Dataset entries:
------------

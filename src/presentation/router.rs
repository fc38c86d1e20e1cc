use axum::Router;
use axum::middleware;
use axum::routing::{get, post};
use tower_http::cors::{Any, CorsLayer};
use tower_http::trace::{DefaultMakeSpan, DefaultOnResponse, TraceLayer};
use tracing::Level;

use crate::infrastructure::observability::request_id_middleware;
use crate::presentation::handlers::{audio_files_handler, health_handler, summarize_handler};
use crate::presentation::state::AppState;

pub fn create_router(state: AppState) -> Router {
    let cors = CorsLayer::new()
        .allow_origin(Any)
        .allow_methods(Any)
        .allow_headers(Any);

    let trace_layer = TraceLayer::new_for_http()
        .make_span_with(DefaultMakeSpan::new().level(Level::INFO))
        .on_response(DefaultOnResponse::new().level(Level::INFO));

    Router::new()
        .route("/health", get(health_handler))
        .route("/api/v1/summarize", post(summarize_handler))
        .route("/summarize", post(summarize_handler))
        .route("/api/v1/audio-files", get(audio_files_handler))
        .layer(middleware::from_fn(request_id_middleware))
        .layer(trace_layer)
        .layer(cors)
        .with_state(state)
}
/// Fixed analysis prompt. The transcript is embedded verbatim between tags.
pub fn build_summary_prompt(transcript: &str) -> String {
    format!(
        "Based on the following meeting transcript, produce a structured analysis with three clearly \
labeled sections: \"Executive Summary\", \"Action Items\" (include the assigned person if one is \
mentioned) and \"Key Decisions\". If a section has no content, say so explicitly.

Here is the transcript:
<transcript>
{}
</transcript>",
        transcript
    )
}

------------

The task> Only lines with the word "cors" go in the answer. Take them all from the entries above.

Result of the task>
use tower_http::cors::{Any, CorsLayer};
    let cors = CorsLayer::new()
        .layer(cors)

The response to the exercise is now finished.